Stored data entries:
- - - - -

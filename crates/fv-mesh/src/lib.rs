//! fv-mesh: mesh layer for the finite-volume toolbox.
//!
//! Provides:
//! - Core mesh data structures (Mesh, Patch)
//! - Incremental mesh builder with validation
//! - Structured rectangular grids for tests and small cases
//!
//! # Example
//!
//! ```
//! use fv_core::Vector;
//! use fv_mesh::MeshBuilder;
//!
//! let mut builder = MeshBuilder::new();
//! let c0 = builder.add_cell(Vector::new(0.5, 0.5, 0.5), 1.0);
//! let c1 = builder.add_cell(Vector::new(1.5, 0.5, 0.5), 1.0);
//! builder.add_internal_face(c0, c1, Vector::new(1.0, 0.5, 0.5), Vector::new(1.0, 0.0, 0.0));
//! let mesh = builder.build().unwrap();
//!
//! assert_eq!(mesh.n_cells(), 2);
//! assert_eq!(mesh.n_internal_faces(), 1);
//! ```

pub mod builder;
pub mod error;
pub mod mesh;
pub mod structured;
pub(crate) mod validate;

// Re-exports for ergonomics
pub use builder::MeshBuilder;
pub use error::MeshError;
pub use mesh::{Mesh, Patch};
pub use structured::grid;
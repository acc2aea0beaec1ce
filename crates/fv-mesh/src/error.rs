//! Mesh-specific error types.

use fv_core::{CellId, FvError, PatchId};

/// Mesh construction and validation errors.
#[derive(Debug, Clone, PartialEq)]
pub enum MeshError {
    /// A face refers to a cell that doesn't exist.
    InvalidCellRef { face: usize, cell: CellId },

    /// A boundary face refers to a patch that doesn't exist.
    InvalidPatchRef { patch: PatchId },

    /// An internal face has the same cell on both sides.
    SelfNeighbour { face: usize, cell: CellId },

    /// A cell volume is zero, negative or non-finite.
    NonPositiveVolume { cell: CellId, volume: f64 },

    /// A face area vector has zero or non-finite magnitude.
    DegenerateFace { face: usize },

    /// Two patches share a name.
    DuplicatePatch { name: String },

    /// Adjacency list is inconsistent (face in cell's list but face doesn't touch the cell).
    InconsistentAdjacency { cell: CellId, face: usize },

    /// Entity count exceeds the id range.
    TooLarge { what: &'static str, count: usize },
}

impl std::fmt::Display for MeshError {
    fn fmt(&self, f: &mut std::fmt::Formatter<'_>) -> std::fmt::Result {
        match self {
            MeshError::InvalidCellRef { face, cell } => {
                write!(f, "Face {} refers to non-existent cell {}", face, cell)
            }
            MeshError::InvalidPatchRef { patch } => {
                write!(f, "Boundary face refers to non-existent patch {}", patch)
            }
            MeshError::SelfNeighbour { face, cell } => {
                write!(f, "Face {} has cell {} as both owner and neighbour", face, cell)
            }
            MeshError::NonPositiveVolume { cell, volume } => {
                write!(f, "Cell {} has non-positive volume {}", cell, volume)
            }
            MeshError::DegenerateFace { face } => {
                write!(f, "Face {} has a degenerate area vector", face)
            }
            MeshError::DuplicatePatch { name } => {
                write!(f, "Patch name '{}' is used more than once", name)
            }
            MeshError::InconsistentAdjacency { cell, face } => {
                write!(
                    f,
                    "Face {} in cell {}'s adjacency list but doesn't touch that cell",
                    face, cell
                )
            }
            MeshError::TooLarge { what, count } => {
                write!(f, "Too many {} ({})", what, count)
            }
        }
    }
}

impl std::error::Error for MeshError {}

impl From<MeshError> for FvError {
    fn from(err: MeshError) -> Self {
        FvError::Invariant {
            what: err.to_string(),
        }
    }
}
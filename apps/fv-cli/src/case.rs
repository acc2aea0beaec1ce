//! Case files: a block mesh, a uniform flow and a transported cell field.

use std::path::Path;
use std::sync::Arc;

use fv_core::units::s;
use fv_core::{DIM_DENSITY, DIM_FLUX, DIM_MASS_FLUX, DIMLESS, RunTime, Vector};
use fv_fields::{FvMesh, PatchKind, Shared, SurfaceField, VolField};
use fv_mesh::grid;
use fv_schemes::{InterpolationScheme, SchemeContext, SchemeRegistry, SchemesDict};
use serde::{Deserialize, Serialize};
use tracing::{debug, info};

use crate::error::{CliError, CliResult};

#[derive(Debug, Clone, PartialEq, Serialize, Deserialize)]
pub struct MeshSpec {
    pub nx: usize,
    pub ny: usize,
    pub lx: f64,
    pub ly: f64,
    #[serde(default = "unit")]
    pub depth: f64,
}

#[derive(Debug, Clone, Copy, Default, PartialEq, Eq, Serialize, Deserialize)]
#[serde(rename_all = "snake_case")]
pub enum FluxKind {
    #[default]
    Volumetric,
    Mass,
}

/// Face flux of a uniform velocity, `U · Sf` (times the density for a mass flux).
#[derive(Debug, Clone, PartialEq, Serialize, Deserialize)]
pub struct FluxSpec {
    #[serde(default = "default_flux_name")]
    pub name: String,
    #[serde(default)]
    pub kind: FluxKind,
    pub velocity: [f64; 3],
}

/// Cell field `value + gradient · x`.
#[derive(Debug, Clone, PartialEq, Serialize, Deserialize)]
pub struct FieldSpec {
    pub name: String,
    #[serde(default)]
    pub value: f64,
    #[serde(default)]
    pub gradient: [f64; 3],
}

#[derive(Debug, Clone, PartialEq, Serialize, Deserialize)]
pub struct CaseFile {
    pub mesh: MeshSpec,
    pub delta_t: f64,
    /// Factor applied to the time step after every step.
    #[serde(default = "unit")]
    pub delta_t_growth: f64,
    pub flux: FluxSpec,
    #[serde(default)]
    pub density: Option<f64>,
    pub field: FieldSpec,
    /// Term whose scheme is evaluated: a `div_schemes` key such as
    /// `div(phi,T)` or an `interpolation_schemes` key.
    pub scheme: String,
    #[serde(default = "SchemesDict::standard")]
    pub schemes: SchemesDict,
}

fn unit() -> f64 {
    1.0
}

fn default_flux_name() -> String {
    "phi".to_string()
}

impl CaseFile {
    pub fn load(path: &Path) -> CliResult<Self> {
        let text = std::fs::read_to_string(path).map_err(|source| CliError::CaseRead {
            path: path.to_path_buf(),
            source,
        })?;
        Self::from_yaml_str(&text)
    }

    pub fn from_yaml_str(text: &str) -> CliResult<Self> {
        let case: Self = serde_yaml::from_str(text)?;
        case.validate()?;
        Ok(case)
    }

    pub fn validate(&self) -> CliResult<()> {
        if !(self.delta_t_growth.is_finite() && self.delta_t_growth > 0.0) {
            return Err(CliError::InvalidCase(format!(
                "delta_t_growth must be positive, got {}",
                self.delta_t_growth
            )));
        }
        match (self.flux.kind, self.density) {
            (FluxKind::Mass, None) => Err(CliError::InvalidCase(
                "a mass flux needs a density".to_string(),
            )),
            (_, Some(rho)) if !(rho.is_finite() && rho > 0.0) => Err(CliError::InvalidCase(format!(
                "density must be positive, got {rho}"
            ))),
            _ => Ok(()),
        }
    }

    /// Mesh, registered flux (and density) and the transported field.
    pub fn build(&self) -> CliResult<Case> {
        let geometry = Arc::new(grid(
            self.mesh.nx,
            self.mesh.ny,
            self.mesh.lx,
            self.mesh.ly,
            self.mesh.depth,
        )?);
        let time = Arc::new(RunTime::from_seconds(self.delta_t)?);
        let mesh = Arc::new(FvMesh::new(Arc::clone(&geometry), time));

        let velocity = Vector::from(self.flux.velocity);
        let (dimensions, scale) = match self.flux.kind {
            FluxKind::Volumetric => (DIM_FLUX, 1.0),
            FluxKind::Mass => (DIM_MASS_FLUX, self.density.unwrap_or(1.0)),
        };
        let values = geometry
            .face_areas()
            .iter()
            .map(|sf| scale * velocity.dot(sf))
            .collect();
        let flux = mesh.registry().register(SurfaceField::from_values(
            self.flux.name.clone(),
            &geometry,
            dimensions,
            values,
        )?);

        if let Some(rho) = self.density {
            mesh.registry().register(VolField::uniform(
                fv_schemes::DENSITY_FIELD_NAME,
                &geometry,
                DIM_DENSITY,
                rho,
                PatchKind::ZeroGradient,
            ));
        }

        let gradient = Vector::from(self.field.gradient);
        let value = self.field.value;
        let field = VolField::from_cell_centres(self.field.name.clone(), &geometry, DIMLESS, |c| {
            value + gradient.dot(c)
        });

        info!(
            cells = geometry.n_cells(),
            faces = geometry.n_faces(),
            flux = %self.flux.name,
            "case built"
        );
        Ok(Case {
            ctx: SchemeContext::new(mesh, Arc::new(self.schemes.clone())),
            flux,
            field,
            scheme_key: self.scheme.clone(),
            delta_t_growth: self.delta_t_growth,
        })
    }
}

/// A built case, ready to construct and evaluate its scheme.
pub struct Case {
    pub ctx: SchemeContext,
    pub flux: Shared<SurfaceField<f64>>,
    pub field: VolField<f64>,
    pub scheme_key: String,
    pub delta_t_growth: f64,
}

impl Case {
    /// The configured scheme; `div(...)` keys bind the case flux.
    pub fn scheme(&self, registry: &SchemeRegistry<f64>) -> CliResult<Box<dyn InterpolationScheme<f64>>> {
        let scheme = if self.scheme_key.starts_with("div(") {
            self.ctx
                .convection_scheme(registry, &self.scheme_key, Arc::clone(&self.flux))?
        } else {
            self.ctx.interpolation_scheme(registry, &self.scheme_key)?
        };
        debug!(key = %self.scheme_key, scheme = scheme.name(), "scheme constructed");
        Ok(scheme)
    }

    /// Move to the next time step, growing the step size.
    pub fn advance(&self) -> CliResult<()> {
        let time = self.ctx.mesh().time();
        time.advance();
        if self.delta_t_growth != 1.0 {
            time.set_delta_t(s(time.delta_t_value() * self.delta_t_growth))?;
        }
        Ok(())
    }
}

- - - - -

Exercise aim:
Would you retype the lines above from the one with "pub struct MeshSpec" down to the one with "let case: Self", word for word, both ends included and no other lines?

Finished task:
pub struct MeshSpec {
    pub nx: usize,
    pub ny: usize,
    pub lx: f64,
    pub ly: f64,
    #[serde(default = "unit")]
    pub depth: f64,
}

#[derive(Debug, Clone, Copy, Default, PartialEq, Eq, Serialize, Deserialize)]
#[serde(rename_all = "snake_case")]
pub enum FluxKind {
    #[default]
    Volumetric,
    Mass,
}

/// Face flux of a uniform velocity, `U · Sf` (times the density for a mass flux).
#[derive(Debug, Clone, PartialEq, Serialize, Deserialize)]
pub struct FluxSpec {
    #[serde(default = "default_flux_name")]
    pub name: String,
    #[serde(default)]
    pub kind: FluxKind,
    pub velocity: [f64; 3],
}

/// Cell field `value + gradient · x`.
#[derive(Debug, Clone, PartialEq, Serialize, Deserialize)]
pub struct FieldSpec {
    pub name: String,
    #[serde(default)]
    pub value: f64,
    #[serde(default)]
    pub gradient: [f64; 3],
}

#[derive(Debug, Clone, PartialEq, Serialize, Deserialize)]
pub struct CaseFile {
    pub mesh: MeshSpec,
    pub delta_t: f64,
    /// Factor applied to the time step after every step.
    #[serde(default = "unit")]
    pub delta_t_growth: f64,
    pub flux: FluxSpec,
    #[serde(default)]
    pub density: Option<f64>,
    pub field: FieldSpec,
    /// Term whose scheme is evaluated: a `div_schemes` key such as
    /// `div(phi,T)` or an `interpolation_schemes` key.
    pub scheme: String,
    #[serde(default = "SchemesDict::standard")]
    pub schemes: SchemesDict,
}

fn unit() -> f64 {
    1.0
}

fn default_flux_name() -> String {
    "phi".to_string()
}

impl CaseFile {
    pub fn load(path: &Path) -> CliResult<Self> {
        let text = std::fs::read_to_string(path).map_err(|source| CliError::CaseRead {
            path: path.to_path_buf(),
            source,
        })?;
        Self::from_yaml_str(&text)
    }

    pub fn from_yaml_str(text: &str) -> CliResult<Self> {
        let case: Self = serde_yaml::from_str(text)?;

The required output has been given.